Records
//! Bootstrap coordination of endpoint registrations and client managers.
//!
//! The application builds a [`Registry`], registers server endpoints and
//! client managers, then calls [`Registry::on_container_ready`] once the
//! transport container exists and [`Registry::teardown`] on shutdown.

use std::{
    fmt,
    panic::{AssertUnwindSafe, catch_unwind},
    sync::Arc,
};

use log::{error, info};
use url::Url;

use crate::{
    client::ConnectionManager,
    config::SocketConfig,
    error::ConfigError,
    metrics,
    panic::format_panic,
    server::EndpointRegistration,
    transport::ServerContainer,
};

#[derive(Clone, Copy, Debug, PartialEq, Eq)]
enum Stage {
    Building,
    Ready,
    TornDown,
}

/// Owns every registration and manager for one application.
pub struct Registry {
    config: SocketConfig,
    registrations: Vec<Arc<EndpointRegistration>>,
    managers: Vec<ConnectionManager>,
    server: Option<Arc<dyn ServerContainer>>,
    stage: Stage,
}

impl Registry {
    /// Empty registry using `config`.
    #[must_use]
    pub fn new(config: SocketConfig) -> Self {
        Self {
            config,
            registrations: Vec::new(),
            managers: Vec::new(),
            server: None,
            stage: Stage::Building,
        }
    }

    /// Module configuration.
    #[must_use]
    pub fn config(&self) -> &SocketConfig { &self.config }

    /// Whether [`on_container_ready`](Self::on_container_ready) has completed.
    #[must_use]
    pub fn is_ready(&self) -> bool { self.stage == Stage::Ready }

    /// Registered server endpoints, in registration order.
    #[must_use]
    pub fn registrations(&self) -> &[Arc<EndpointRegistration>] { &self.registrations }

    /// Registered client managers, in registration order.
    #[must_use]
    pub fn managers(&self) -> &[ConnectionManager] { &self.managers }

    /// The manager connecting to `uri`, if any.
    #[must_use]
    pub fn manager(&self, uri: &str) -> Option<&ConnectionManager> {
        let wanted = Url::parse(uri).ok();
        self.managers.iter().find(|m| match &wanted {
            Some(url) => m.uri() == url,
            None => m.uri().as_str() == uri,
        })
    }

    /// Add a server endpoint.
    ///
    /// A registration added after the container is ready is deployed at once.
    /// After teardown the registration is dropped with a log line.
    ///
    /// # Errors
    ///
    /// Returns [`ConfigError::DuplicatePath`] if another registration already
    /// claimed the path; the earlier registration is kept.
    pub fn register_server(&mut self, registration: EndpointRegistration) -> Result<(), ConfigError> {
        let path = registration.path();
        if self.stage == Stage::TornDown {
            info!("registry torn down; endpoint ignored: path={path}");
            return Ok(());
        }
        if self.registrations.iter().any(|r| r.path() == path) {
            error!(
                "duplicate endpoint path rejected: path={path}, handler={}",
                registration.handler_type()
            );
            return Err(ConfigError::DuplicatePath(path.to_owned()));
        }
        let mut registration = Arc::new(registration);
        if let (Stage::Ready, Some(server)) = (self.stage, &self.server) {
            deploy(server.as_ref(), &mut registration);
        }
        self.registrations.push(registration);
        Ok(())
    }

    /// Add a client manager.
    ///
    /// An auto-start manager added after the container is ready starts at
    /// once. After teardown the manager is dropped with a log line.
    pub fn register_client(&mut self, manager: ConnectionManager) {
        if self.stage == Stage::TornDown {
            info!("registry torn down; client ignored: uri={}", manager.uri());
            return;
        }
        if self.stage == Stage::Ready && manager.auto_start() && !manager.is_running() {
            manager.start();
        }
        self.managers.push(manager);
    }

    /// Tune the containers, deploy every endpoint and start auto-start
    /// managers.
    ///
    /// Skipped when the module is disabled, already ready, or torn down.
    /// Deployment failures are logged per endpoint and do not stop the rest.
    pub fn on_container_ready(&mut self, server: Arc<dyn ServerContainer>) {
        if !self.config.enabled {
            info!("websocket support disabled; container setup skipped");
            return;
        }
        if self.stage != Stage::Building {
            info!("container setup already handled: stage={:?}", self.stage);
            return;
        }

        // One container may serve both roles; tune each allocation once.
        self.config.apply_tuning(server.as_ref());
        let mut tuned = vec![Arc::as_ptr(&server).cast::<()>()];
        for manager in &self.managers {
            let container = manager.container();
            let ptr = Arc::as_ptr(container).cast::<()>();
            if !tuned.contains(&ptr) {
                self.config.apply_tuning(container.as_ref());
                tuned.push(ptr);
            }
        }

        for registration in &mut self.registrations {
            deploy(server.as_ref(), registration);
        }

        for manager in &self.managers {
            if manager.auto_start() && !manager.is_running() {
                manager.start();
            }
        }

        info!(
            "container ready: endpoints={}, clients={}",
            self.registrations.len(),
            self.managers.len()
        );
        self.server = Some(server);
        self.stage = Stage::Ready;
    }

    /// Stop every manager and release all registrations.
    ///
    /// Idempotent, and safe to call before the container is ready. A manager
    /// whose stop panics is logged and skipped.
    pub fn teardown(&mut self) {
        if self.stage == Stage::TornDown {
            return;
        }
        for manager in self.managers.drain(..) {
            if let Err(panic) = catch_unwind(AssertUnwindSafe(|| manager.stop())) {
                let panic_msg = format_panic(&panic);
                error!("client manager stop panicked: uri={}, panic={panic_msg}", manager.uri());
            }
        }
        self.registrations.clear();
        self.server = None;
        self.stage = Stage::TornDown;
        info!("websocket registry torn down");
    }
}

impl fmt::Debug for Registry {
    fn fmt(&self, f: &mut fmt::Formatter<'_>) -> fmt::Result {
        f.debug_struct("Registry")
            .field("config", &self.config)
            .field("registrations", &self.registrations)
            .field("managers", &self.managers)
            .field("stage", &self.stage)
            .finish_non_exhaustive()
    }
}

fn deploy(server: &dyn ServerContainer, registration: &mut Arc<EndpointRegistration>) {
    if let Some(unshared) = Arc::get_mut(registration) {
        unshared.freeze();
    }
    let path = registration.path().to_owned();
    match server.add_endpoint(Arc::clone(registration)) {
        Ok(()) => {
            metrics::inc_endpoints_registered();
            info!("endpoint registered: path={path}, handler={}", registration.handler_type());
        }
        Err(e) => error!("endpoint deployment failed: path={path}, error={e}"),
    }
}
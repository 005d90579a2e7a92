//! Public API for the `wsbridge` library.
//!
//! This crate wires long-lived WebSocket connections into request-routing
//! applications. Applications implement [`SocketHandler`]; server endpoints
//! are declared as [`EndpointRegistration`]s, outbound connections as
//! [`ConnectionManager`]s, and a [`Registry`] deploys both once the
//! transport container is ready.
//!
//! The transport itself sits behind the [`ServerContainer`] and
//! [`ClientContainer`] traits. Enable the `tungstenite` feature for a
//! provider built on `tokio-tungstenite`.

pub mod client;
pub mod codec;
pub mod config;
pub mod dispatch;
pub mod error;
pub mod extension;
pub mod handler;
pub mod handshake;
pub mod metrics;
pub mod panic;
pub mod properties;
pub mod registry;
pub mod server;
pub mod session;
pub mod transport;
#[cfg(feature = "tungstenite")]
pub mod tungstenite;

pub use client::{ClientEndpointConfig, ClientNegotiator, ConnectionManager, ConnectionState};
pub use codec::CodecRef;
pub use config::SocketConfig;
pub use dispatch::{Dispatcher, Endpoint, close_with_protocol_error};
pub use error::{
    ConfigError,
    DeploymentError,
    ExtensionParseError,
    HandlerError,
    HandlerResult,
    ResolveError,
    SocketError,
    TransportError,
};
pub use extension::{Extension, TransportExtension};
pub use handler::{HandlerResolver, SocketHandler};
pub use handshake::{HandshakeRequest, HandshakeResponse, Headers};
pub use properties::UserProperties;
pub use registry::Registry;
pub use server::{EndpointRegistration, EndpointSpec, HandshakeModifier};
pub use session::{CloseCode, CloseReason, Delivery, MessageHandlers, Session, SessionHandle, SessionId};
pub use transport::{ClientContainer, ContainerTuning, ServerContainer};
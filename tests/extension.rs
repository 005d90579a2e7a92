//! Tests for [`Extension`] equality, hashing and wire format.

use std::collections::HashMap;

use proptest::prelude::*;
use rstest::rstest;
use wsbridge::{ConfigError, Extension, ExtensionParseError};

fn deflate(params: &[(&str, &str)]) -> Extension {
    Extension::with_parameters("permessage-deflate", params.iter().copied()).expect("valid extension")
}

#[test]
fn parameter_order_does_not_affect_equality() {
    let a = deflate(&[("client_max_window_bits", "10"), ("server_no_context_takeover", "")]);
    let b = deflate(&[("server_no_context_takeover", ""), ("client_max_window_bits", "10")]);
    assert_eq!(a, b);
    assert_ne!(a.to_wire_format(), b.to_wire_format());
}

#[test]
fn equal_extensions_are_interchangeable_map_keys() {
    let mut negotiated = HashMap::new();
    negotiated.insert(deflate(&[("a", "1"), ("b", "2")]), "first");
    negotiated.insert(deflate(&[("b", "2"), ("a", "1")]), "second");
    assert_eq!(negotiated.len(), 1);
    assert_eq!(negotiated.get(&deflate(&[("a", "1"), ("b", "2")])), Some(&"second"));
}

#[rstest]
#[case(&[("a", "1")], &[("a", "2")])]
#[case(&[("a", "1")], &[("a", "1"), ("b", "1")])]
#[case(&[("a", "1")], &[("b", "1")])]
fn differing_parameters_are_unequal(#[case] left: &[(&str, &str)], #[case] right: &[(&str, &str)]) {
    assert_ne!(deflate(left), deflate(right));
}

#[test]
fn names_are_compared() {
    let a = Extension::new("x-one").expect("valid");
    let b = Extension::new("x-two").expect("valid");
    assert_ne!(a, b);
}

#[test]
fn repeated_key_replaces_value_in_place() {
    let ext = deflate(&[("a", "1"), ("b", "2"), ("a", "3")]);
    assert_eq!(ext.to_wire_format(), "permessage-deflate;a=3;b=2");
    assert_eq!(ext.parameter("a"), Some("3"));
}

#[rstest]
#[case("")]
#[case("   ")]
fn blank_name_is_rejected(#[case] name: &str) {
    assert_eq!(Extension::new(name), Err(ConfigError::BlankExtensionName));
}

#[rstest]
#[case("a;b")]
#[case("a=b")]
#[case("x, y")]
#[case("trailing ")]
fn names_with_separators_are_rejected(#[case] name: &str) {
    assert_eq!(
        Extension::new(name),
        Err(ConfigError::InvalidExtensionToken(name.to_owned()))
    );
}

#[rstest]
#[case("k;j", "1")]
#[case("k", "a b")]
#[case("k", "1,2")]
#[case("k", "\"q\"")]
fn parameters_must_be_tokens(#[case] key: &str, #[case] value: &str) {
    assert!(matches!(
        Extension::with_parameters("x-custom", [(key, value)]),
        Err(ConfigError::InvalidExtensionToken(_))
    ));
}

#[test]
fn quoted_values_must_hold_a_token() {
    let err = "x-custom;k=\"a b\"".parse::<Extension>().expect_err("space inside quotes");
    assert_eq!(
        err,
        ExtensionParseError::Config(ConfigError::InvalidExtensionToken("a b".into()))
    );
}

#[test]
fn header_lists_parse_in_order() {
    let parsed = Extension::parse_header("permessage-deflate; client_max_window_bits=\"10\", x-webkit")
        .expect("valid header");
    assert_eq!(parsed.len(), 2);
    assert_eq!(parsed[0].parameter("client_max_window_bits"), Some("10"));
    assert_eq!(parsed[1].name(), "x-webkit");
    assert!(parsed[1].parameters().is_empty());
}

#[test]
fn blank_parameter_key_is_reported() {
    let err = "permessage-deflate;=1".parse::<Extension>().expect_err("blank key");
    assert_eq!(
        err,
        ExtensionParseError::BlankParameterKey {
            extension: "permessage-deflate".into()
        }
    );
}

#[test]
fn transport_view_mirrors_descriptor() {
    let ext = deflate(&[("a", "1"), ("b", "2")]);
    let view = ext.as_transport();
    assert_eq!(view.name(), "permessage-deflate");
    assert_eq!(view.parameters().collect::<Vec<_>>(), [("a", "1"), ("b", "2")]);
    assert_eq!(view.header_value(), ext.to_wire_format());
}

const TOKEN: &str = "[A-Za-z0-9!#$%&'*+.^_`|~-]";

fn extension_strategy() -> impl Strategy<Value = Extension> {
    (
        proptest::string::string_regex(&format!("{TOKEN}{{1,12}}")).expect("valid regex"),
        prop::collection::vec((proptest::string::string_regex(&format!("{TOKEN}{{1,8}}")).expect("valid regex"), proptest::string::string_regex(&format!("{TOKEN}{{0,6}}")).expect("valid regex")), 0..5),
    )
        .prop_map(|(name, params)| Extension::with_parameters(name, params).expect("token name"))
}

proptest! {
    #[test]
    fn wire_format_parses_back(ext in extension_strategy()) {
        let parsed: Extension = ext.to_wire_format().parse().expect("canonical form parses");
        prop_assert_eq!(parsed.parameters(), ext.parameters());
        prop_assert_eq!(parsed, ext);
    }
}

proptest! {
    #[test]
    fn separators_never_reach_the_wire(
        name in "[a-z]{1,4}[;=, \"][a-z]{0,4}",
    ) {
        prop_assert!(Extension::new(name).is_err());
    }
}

Your task
Return every line from the entries above that contains the word "insert".

Solution below
    negotiated.insert(deflate(&[("a", "1"), ("b", "2")]), "first");
    negotiated.insert(deflate(&[("b", "2"), ("a", "1")]), "second");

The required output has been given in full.